Task description: From the data underneath, reproduce exactly the stretch that begins at the line with "self.lock().len()" and ends after the line with "for i in 0..3".

========================

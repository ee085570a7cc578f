// Copyright 2025 eraflo
//
// Licensed under the Apache License, Version 2.0 (the "License");
// you may not use this file except in compliance with the License.
// You may obtain a copy of the License at
//
//     http://www.apache.org/licenses/LICENSE-2.0
//
// Unless required by applicable law or agreed to in writing, software
// distributed under the License is distributed on an "AS IS" BASIS,
// WITHOUT WARRANTIES OR CONDITIONS OF ANY KIND, either express or implied.
// See the License for the specific language governing permissions and
// limitations under the License.

//! Defines the error taxonomy of the media cache.
//!
//! Errors come in two shapes. [`MediaError`] is returned synchronously by the
//! call that violated a contract and never leaves the cache partially
//! mutated. [`LoadError`] describes a failure that happened on a background
//! task; those are collected per Identity into a [`LoadFailure`] and surface
//! at the next poll.

use crate::media::MediaHandle;
use std::{error::Error, fmt, io};
use thiserror::Error;

/// A thread-safe, type-erased error produced by a collaborator.
pub type BoxError = Box<dyn Error + Send + Sync + 'static>;

/// An error raised synchronously by a cache operation.
#[derive(Debug, Error)]
pub enum MediaError {
    /// `reference` was called with no paths.
    #[error("cannot reference an empty path list")]
    EmptyPathList,
    /// One of the supplied paths was an empty string.
    #[error("path at index {index} is empty")]
    EmptyPath {
        /// Position of the offending path in the request.
        index: usize,
    },
    /// `reference_media` was called with no media objects.
    #[error("cannot reference an empty media list")]
    EmptyMediaList,
    /// The conversion service does not accept this many media objects.
    #[error("media count {count} is not supported by the conversion service")]
    UnsupportedMediaCount {
        /// The rejected count.
        count: usize,
    },
    /// No registered reader supports the extension of a path.
    #[error("no reader supports extension '{extension}' (path '{path}')")]
    NoReader {
        /// The fully-qualified path that could not be resolved.
        path: String,
        /// The extension reported by the file-access collaborator.
        extension: String,
    },
    /// The handle is not tracked by this cache.
    #[error("handle {0} is not tracked by this cache")]
    NotTracked(MediaHandle),
    /// The conversion service failed to convert pre-built media.
    #[error("conversion failed: {0}")]
    Conversion(#[source] BoxError),
    /// The configuration could not be read or parsed.
    #[error("invalid configuration: {0}")]
    Config(String),
}

/// A failure of one background read, or of the conversion that follows it.
#[derive(Debug, Error)]
pub enum LoadError {
    /// The file does not exist.
    #[error("file not found: '{path}'")]
    NotFound {
        /// The missing path.
        path: String,
    },
    /// The file exists but could not be opened.
    #[error("failed to open '{path}': {source}")]
    Open {
        /// The path that failed to open.
        path: String,
        /// The underlying I/O error.
        #[source]
        source: io::Error,
    },
    /// The reader rejected the file contents.
    #[error("failed to read '{path}': {source}")]
    Read {
        /// The path whose contents were rejected.
        path: String,
        /// The reader's error.
        #[source]
        source: BoxError,
    },
    /// The reader panicked while parsing the file.
    #[error("reader panicked while reading '{path}'")]
    Panicked {
        /// The path being read when the panic happened.
        path: String,
    },
    /// The task pool refused to schedule the read task.
    #[error("task pool rejected the read task for '{path}'")]
    Rejected {
        /// The path whose task was rejected.
        path: String,
    },
    /// Every read succeeded but the conversion service failed.
    #[error("conversion failed: {source}")]
    Conversion {
        /// The conversion service's error.
        #[source]
        source: BoxError,
    },
}

impl LoadError {
    /// The source path this error is about, when it concerns a single path.
    pub fn path(&self) -> Option<&str> {
        match self {
            LoadError::NotFound { path }
            | LoadError::Open { path, .. }
            | LoadError::Read { path, .. }
            | LoadError::Panicked { path }
            | LoadError::Rejected { path } => Some(path),
            LoadError::Conversion { .. } => None,
        }
    }
}

/// Every error that prevented one Identity from becoming ready.
#[derive(Debug)]
pub struct LoadFailure {
    errors: Vec<LoadError>,
}

impl LoadFailure {
    /// Creates a failure from the errors collected for one Identity.
    pub fn new(errors: Vec<LoadError>) -> Self {
        Self { errors }
    }

    /// The individual errors, in source-path order.
    pub fn errors(&self) -> &[LoadError] {
        &self.errors
    }

    /// Returns `true` if any source file was missing.
    pub fn is_not_found(&self) -> bool {
        self.errors
            .iter()
            .any(|e| matches!(e, LoadError::NotFound { .. }))
    }
}

impl fmt::Display for LoadFailure {
    fn fmt(&self, f: &mut fmt::Formatter<'_>) -> fmt::Result {
        write!(f, "{} load error(s)", self.errors.len())?;
        for error in &self.errors {
            write!(f, "; {error}")?;
        }
        Ok(())
    }
}

impl Error for LoadFailure {}

#[cfg(test)]
mod tests {
    use super::*;

    #[test]
    fn load_failure_lists_every_error() {
        let failure = LoadFailure::new(vec![
            LoadError::NotFound {
                path: "/a.tex".to_string(),
            },
            LoadError::Panicked {
                path: "/b.tex".to_string(),
            },
        ]);

        assert!(failure.is_not_found());
        let text = failure.to_string();
        assert!(text.starts_with("2 load error(s)"));
        assert!(text.contains("/a.tex"));
        assert!(text.contains("/b.tex"));
    }

    #[test]
    fn conversion_errors_have_no_path() {
        let error = LoadError::Conversion {
            source: "bad payload".into(),
        };
        assert_eq!(error.path(), None);
        assert_eq!(error.to_string(), "conversion failed: bad payload");
    }
}
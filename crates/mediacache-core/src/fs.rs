// Copyright 2025 eraflo
//
// Licensed under the Apache License, Version 2.0 (the "License");
// you may not use this file except in compliance with the License.
// You may obtain a copy of the License at
//
//     http://www.apache.org/licenses/LICENSE-2.0
//
// Unless required by applicable law or agreed to in writing, software
// distributed under the License is distributed on an "AS IS" BASIS,
// WITHOUT WARRANTIES OR CONDITIONS OF ANY KIND, either express or implied.
// See the License for the specific language governing permissions and
// limitations under the License.

use std::io::{self, Read};

/// A readable stream handed to a [`MediaReader`](crate::reader::MediaReader).
pub type MediaStream = Box<dyn Read + Send>;

/// The file-system abstraction used to resolve and stream media paths.
///
/// Implementations are shared between the control thread (which qualifies
/// paths and resolves extensions) and the background read tasks (which test
/// existence and open streams).
pub trait FileAccess: Send + Sync {
    /// Returns `true` if `path` names an existing file.
    fn exists(&self, path: &str) -> bool;

    /// Returns the extension of `path` without the leading dot, lowercased.
    /// Returns an empty string when the path has no extension.
    fn extension_of(&self, path: &str) -> String;

    /// Returns the canonical, fully-qualified form of `path`.
    ///
    /// Must be stable: the same input always yields the same output, because
    /// deduplication keys are derived from the qualified form.
    fn fully_qualify(&self, path: &str) -> String;

    /// Opens `path` for reading.
    fn open(&self, path: &str) -> io::Result<MediaStream>;
}
// Copyright 2025 eraflo
//
// Licensed under the Apache License, Version 2.0 (the "License");
// you may not use this file except in compliance with the License.
// You may obtain a copy of the License at
//
//     http://www.apache.org/licenses/LICENSE-2.0
//
// Unless required by applicable law or agreed to in writing, software
// distributed under the License is distributed on an "AS IS" BASIS,
// WITHOUT WARRANTIES OR CONDITIONS OF ANY KIND, either express or implied.
// See the License for the specific language governing permissions and
// limitations under the License.

//! # Media Cache Infra
//!
//! Concrete implementations of the collaborators the cache consumes through
//! traits: file access backends and background task pools.

#![warn(missing_docs)]

pub mod fs;
pub mod task;

pub use fs::{MemoryFileAccess, StdFileAccess};
pub use task::{ManualTaskPool, TokioTaskPool, WorkerPool};
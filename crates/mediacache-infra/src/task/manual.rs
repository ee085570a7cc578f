// Copyright 2025 eraflo
//
// Licensed under the Apache License, Version 2.0 (the "License");
// you may not use this file except in compliance with the License.
// You may obtain a copy of the License at
//
//     http://www.apache.org/licenses/LICENSE-2.0
//
// Unless required by applicable law or agreed to in writing, software
// distributed under the License is distributed on an "AS IS" BASIS,
// WITHOUT WARRANTIES OR CONDITIONS OF ANY KIND, either express or implied.
// See the License for the specific language governing permissions and
// limitations under the License.

use mediacache_core::task::{Task, TaskPool, TaskPoolError};
use std::{
    collections::VecDeque,
    sync::{
        atomic::{AtomicBool, Ordering},
        Mutex, PoisonError,
    },
};

/// A pool that only runs tasks when the caller asks it to.
///
/// Tasks are queued on [`spawn`](TaskPool::spawn) and executed, on the
/// calling thread, by [`run_one`](Self::run_one) or
/// [`run_pending`](Self::run_pending). Useful on platforms without threads
/// and for stepping background work deterministically.
#[derive(Default)]
pub struct ManualTaskPool {
    queue: Mutex<VecDeque<Task>>,
    closed: AtomicBool,
}

impl ManualTaskPool {
    /// Creates an empty, open pool.
    pub fn new() -> Self {
        Self::default()
    }

    /// The number of queued tasks.
    pub fn pending(&self) -> usize {
        self.lock().len()
    }

    /// Runs the oldest queued task. Returns `false` if the queue was empty.
    pub fn run_one(&self) -> bool {
        // The lock is released before the task runs so it may spawn more.
        let task = self.lock().pop_front();
        match task {
            Some(task) => {
                task();
                true
            }
            None => false,
        }
    }

    /// Runs queued tasks until the queue is empty. Returns how many ran.
    pub fn run_pending(&self) -> usize {
        let mut count = 0;
        while self.run_one() {
            count += 1;
        }
        count
    }

    /// Drops every queued task without running it.
    pub fn discard_pending(&self) -> usize {
        let mut queue = self.lock();
        let count = queue.len();
        queue.clear();
        count
    }

    /// Rejects every later [`spawn`](TaskPool::spawn). Queued tasks stay.
    pub fn shutdown(&self) {
        self.closed.store(true, Ordering::Release);
    }

    fn lock(&self) -> std::sync::MutexGuard<'_, VecDeque<Task>> {
        self.queue.lock().unwrap_or_else(PoisonError::into_inner)
    }
}

impl TaskPool for ManualTaskPool {
    fn spawn(&self, task: Task) -> Result<(), TaskPoolError> {
        if self.closed.load(Ordering::Acquire) {
            return Err(TaskPoolError);
        }
        self.lock().push_back(task);
        Ok(())
    }
}

#[cfg(test)]
mod tests {
    use super::*;
    use std::sync::{atomic::AtomicUsize, Arc};

    #[test]
    fn tasks_run_in_spawn_order_on_demand() {
        let pool = ManualTaskPool::new();
        let log = Arc::new(Mutex::new(Vec::new()));
        for i in 0..3 {
            let log = Arc::clone(&log);
            pool.spawn(Box::new(move || log.lock().unwrap().push(i)))
                .unwrap();
        }
        assert_eq!(pool.pending(), 3);
        assert!(log.lock().unwrap().is_empty());

        assert_eq!(pool.run_pending(), 3);
        assert_eq!(*log.lock().unwrap(), vec![0, 1, 2]);
        assert!(!pool.run_one());
    }

    #[test]
    fn discarded_tasks_never_run() {
        let pool = ManualTaskPool::new();
        let counter = Arc::new(AtomicUsize::new(0));
        let c = Arc::clone(&counter);
        pool.spawn(Box::new(move || {
            c.fetch_add(1, Ordering::SeqCst);
        }))
        .unwrap();

        assert_eq!(pool.discard_pending(), 1);
        assert_eq!(pool.run_pending(), 0);
        assert_eq!(counter.load(Ordering::SeqCst), 0);
    }

    #[test]
    fn shutdown_rejects_new_tasks() {
        let pool = ManualTaskPool::new();
        pool.shutdown();
        assert!(pool.spawn(Box::new(|| {})).is_err());
    }
}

========================

Reply:
        self.lock().len()
    }

    /// Runs the oldest queued task. Returns `false` if the queue was empty.
    pub fn run_one(&self) -> bool {
        // The lock is released before the task runs so it may spawn more.
        let task = self.lock().pop_front();
        match task {
            Some(task) => {
                task();
                true
            }
            None => false,
        }
    }

    /// Runs queued tasks until the queue is empty. Returns how many ran.
    pub fn run_pending(&self) -> usize {
        let mut count = 0;
        while self.run_one() {
            count += 1;
        }
        count
    }

    /// Drops every queued task without running it.
    pub fn discard_pending(&self) -> usize {
        let mut queue = self.lock();
        let count = queue.len();
        queue.clear();
        count
    }

    /// Rejects every later [`spawn`](TaskPool::spawn). Queued tasks stay.
    pub fn shutdown(&self) {
        self.closed.store(true, Ordering::Release);
    }

    fn lock(&self) -> std::sync::MutexGuard<'_, VecDeque<Task>> {
        self.queue.lock().unwrap_or_else(PoisonError::into_inner)
    }
}

impl TaskPool for ManualTaskPool {
    fn spawn(&self, task: Task) -> Result<(), TaskPoolError> {
        if self.closed.load(Ordering::Acquire) {
            return Err(TaskPoolError);
        }
        self.lock().push_back(task);
        Ok(())
    }
}

#[cfg(test)]
mod tests {
    use super::*;
    use std::sync::{atomic::AtomicUsize, Arc};

    #[test]
    fn tasks_run_in_spawn_order_on_demand() {
        let pool = ManualTaskPool::new();
        let log = Arc::new(Mutex::new(Vec::new()));
        for i in 0..3 {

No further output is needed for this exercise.